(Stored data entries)

===

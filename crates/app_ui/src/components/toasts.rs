//! Toast overlay
//!
//! Implements [`ToastSink`] so the notification store can hand toasts to
//! the UI without knowing anything about egui. Expiry is owned here, not
//! by the store.

use std::time::{Duration, Instant};

use app_core::{Toast, ToastSink};
use egui::{Align2, Vec2};
use parking_lot::Mutex;

use crate::theme::Theme;

const TOAST_LIFETIME: Duration = Duration::from_secs(5);
const MAX_VISIBLE: usize = 4;

struct ActiveToast {
    toast: Toast,
    shown_at: Instant,
}

/// Stack of ephemeral toasts anchored to the bottom-right corner
pub struct ToastOverlay {
    ctx: egui::Context,
    active: Mutex<Vec<ActiveToast>>,
}

impl ToastOverlay {
    pub fn new(ctx: egui::Context) -> Self {
        Self {
            ctx,
            active: Mutex::new(Vec::new()),
        }
    }

    /// Draw all live toasts. Call once per frame after the main panels.
    pub fn ui(&self, ctx: &egui::Context, theme: &Theme) {
        let mut active = self.active.lock();
        active.retain(|t| t.shown_at.elapsed() < TOAST_LIFETIME);

        if active.is_empty() {
            return;
        }

        // Animation needs frames even when nothing else changes
        ctx.request_repaint_after(Duration::from_millis(250));

        let mut closed = None;
        for (idx, entry) in active.iter().take(MAX_VISIBLE).enumerate() {
            let offset = Vec2::new(-16.0, -16.0 - idx as f32 * 72.0);
            egui::Area::new(egui::Id::new(("toast", entry.toast.id)))
                .anchor(Align2::RIGHT_BOTTOM, offset)
                .order(egui::Order::Foreground)
                .show(ctx, |ui| {
                    egui::Frame::popup(ui.style())
                        .fill(theme.surface)
                        .show(ui, |ui| {
                            ui.set_max_width(280.0);
                            ui.horizontal(|ui| {
                                ui.label(
                                    egui::RichText::new(theme.kind_icon(entry.toast.kind))
                                        .color(theme.kind_color(entry.toast.kind))
                                        .size(16.0),
                                );
                                ui.vertical(|ui| {
                                    ui.label(
                                        egui::RichText::new(&entry.toast.title)
                                            .color(theme.text)
                                            .strong(),
                                    );
                                    if let Some(desc) = &entry.toast.description {
                                        ui.label(
                                            egui::RichText::new(desc)
                                                .color(theme.text_secondary)
                                                .small(),
                                        );
                                    }
                                });
                                if ui.small_button("✖").clicked() {
                                    closed = Some(idx);
                                }
                            });
                        });
                });
        }

        if let Some(idx) = closed {
            active.remove(idx);
        }
    }

    #[cfg(test)]
    fn live_count(&self) -> usize {
        self.active.lock().len()
    }
}

impl ToastSink for ToastOverlay {
    fn show(&self, toast: Toast) {
        self.active.lock().push(ActiveToast {
            toast,
            shown_at: Instant::now(),
        });
        self.ctx.request_repaint();
    }

    fn dismiss_all(&self) {
        self.active.lock().clear();
        self.ctx.request_repaint();
    }
}

#[cfg(test)]
mod tests {
    use super::*;
    use app_core::NotificationKind;
    use uuid::Uuid;

    fn toast(kind: NotificationKind) -> Toast {
        Toast {
            id: Uuid::new_v4(),
            title: "Imported".to_string(),
            description: None,
            kind,
        }
    }

    #[test]
    fn test_show_and_dismiss_all() {
        let overlay = ToastOverlay::new(egui::Context::default());
        overlay.show(toast(NotificationKind::Success));
        overlay.show(toast(NotificationKind::Error));
        assert_eq!(overlay.live_count(), 2);

        overlay.dismiss_all();
        assert_eq!(overlay.live_count(), 0);
    }
}
//! Protocol definitions for UI <-> host process communication
//!
//! This crate defines the shared data structures and framing for the
//! command channel between the view layer and the native host process
//! that owns persistence and filesystem operations.

use chrono::{DateTime, Utc};
use serde::{Deserialize, Serialize};
use thiserror::Error;

/// A registered photo library
#[derive(Debug, Clone, PartialEq, Serialize, Deserialize)]
pub struct Library {
    pub id: String,
    pub name: String,
    /// Emoji shown in the picker chip
    pub icon: String,
    /// Chip background color, e.g. "#4f6df5"
    pub color: String,
    /// Library root directory on disk
    pub path: String,
}

/// A single library item (photo or video), read-only to the view layer
#[derive(Debug, Clone, PartialEq, Serialize, Deserialize)]
pub struct Item {
    pub id: String,
    pub original_name: String,
    /// MIME type, e.g. "image/jpeg"
    pub file_type: String,
    pub file_size: u64,
    pub width: Option<u32>,
    pub height: Option<u32>,
    pub checksum: String,
    pub is_favorite: bool,
    pub is_screenshot: bool,
    pub is_screen_recording: bool,
    /// Companion video file for live photos
    pub live_video: Option<String>,
    pub created_at: DateTime<Utc>,
}

/// Commands sent from the view layer to the host process
#[derive(Debug, Clone, Serialize, Deserialize)]
pub enum HostCommand {
    /// List all registered libraries
    GetLibraries,

    /// Register a new library rooted at `path`
    CreateLibrary {
        name: String,
        icon: String,
        color: String,
        path: String,
    },

    /// Check that a library's root directory still exists
    CheckLibraryPath { library_id: String },

    /// Repoint a library's root directory
    UpdateLibraryPath { library_id: String, path: String },

    /// Delete a library registration (files are left in place)
    RemoveLibrary { library_id: String },

    /// Get the persisted "last selected" library id
    GetSelectedLibrary,

    /// Persist the "last selected" library id
    SetSelectedLibrary { library_id: Option<String> },

    /// List items in a library
    GetItems { library_id: String },

    /// Import files into a library
    AddItems {
        library_id: String,
        source_paths: Vec<String>,
        delete_source: bool,
    },

    /// Bulk favorite toggle
    SetItemsFavorite {
        library_id: String,
        item_ids: Vec<String>,
        favorite: bool,
    },

    /// Health check
    Ping,
}

/// Responses from the host process
#[derive(Debug, Clone, Serialize, Deserialize)]
pub enum HostResponse {
    Libraries(Vec<Library>),
    LibraryCreated(Library),
    PathChecked { exists: bool },
    SelectedLibrary(Option<String>),
    Items(Vec<Item>),
    ItemsAdded(Vec<Item>),

    /// Generic success for commands without a payload
    Ack,

    /// Pong response to Ping
    Pong,

    /// Host-side failure
    Error { code: HostErrorCode, message: String },
}

/// Error codes reported by the host
#[derive(Debug, Clone, Copy, PartialEq, Eq, Serialize, Deserialize)]
pub enum HostErrorCode {
    LibraryNotFound,
    LibraryUnreachable,
    DatabaseFailure,
    ImportFailed,
    InvalidRequest,
    Io,
    Unknown,
}

/// Framing failures on the command channel
#[derive(Debug, Error)]
pub enum FrameError {
    #[error("frame exceeds maximum size: {0} bytes")]
    Oversized(usize),

    #[error("frame truncated")]
    Truncated,

    #[error("codec error: {0}")]
    Codec(#[from] bincode::Error),
}

/// Upper bound on a single frame; an import response listing thousands
/// of items stays well below this.
pub const MAX_FRAME_LEN: usize = 32 * 1024 * 1024;

/// Local socket name for the host command channel, unique per user
pub fn socket_name() -> String {
    #[cfg(windows)]
    {
        "\\\\.\\pipe\\Lumina_host".to_string()
    }
    #[cfg(not(windows))]
    {
        let user = std::env::var("USER").unwrap_or_else(|_| "default".to_string());
        format!("/tmp/lumina_host_{}.sock", user)
    }
}

/// Encode a message as a length-prefixed frame (u32 LE prefix)
pub fn encode_frame<T: Serialize>(msg: &T) -> Result<Vec<u8>, FrameError> {
    let body = bincode::serialize(msg)?;
    if body.len() > MAX_FRAME_LEN {
        return Err(FrameError::Oversized(body.len()));
    }
    let mut frame = Vec::with_capacity(4 + body.len());
    frame.extend_from_slice(&(body.len() as u32).to_le_bytes());
    frame.extend_from_slice(&body);
    Ok(frame)
}

/// Decode a frame body (without the length prefix)
pub fn decode_body<T: for<'de> Deserialize<'de>>(body: &[u8]) -> Result<T, FrameError> {
    Ok(bincode::deserialize(body)?)
}

#[cfg(test)]
mod tests {
    use super::*;

    #[test]
    fn test_command_frame_roundtrip() {
        let cmd = HostCommand::AddItems {
            library_id: "lib-1".to_string(),
            source_paths: vec!["/tmp/a.jpg".to_string(), "/tmp/b.png".to_string()],
            delete_source: false,
        };

        let frame = encode_frame(&cmd).unwrap();
        let len = u32::from_le_bytes(frame[..4].try_into().unwrap()) as usize;
        assert_eq!(len, frame.len() - 4);

        let decoded: HostCommand = decode_body(&frame[4..]).unwrap();
        match decoded {
            HostCommand::AddItems { source_paths, delete_source, .. } => {
                assert_eq!(source_paths.len(), 2);
                assert!(!delete_source);
            }
            _ => panic!("Wrong variant"),
        }
    }

    #[test]
    fn test_error_response() {
        let resp = HostResponse::Error {
            code: HostErrorCode::LibraryUnreachable,
            message: "library root missing".to_string(),
        };

        let frame = encode_frame(&resp).unwrap();
        let decoded: HostResponse = decode_body(&frame[4..]).unwrap();
        match decoded {
            HostResponse::Error { code, .. } => {
                assert_eq!(code, HostErrorCode::LibraryUnreachable);
            }
            _ => panic!("Wrong variant"),
        }
    }
}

===

> **EXERCISE INSTRUCTIONS**
Looking at the records above, please work out how many lines contain "AddItems" and state only that number.

> **TASK OUTPUT**
3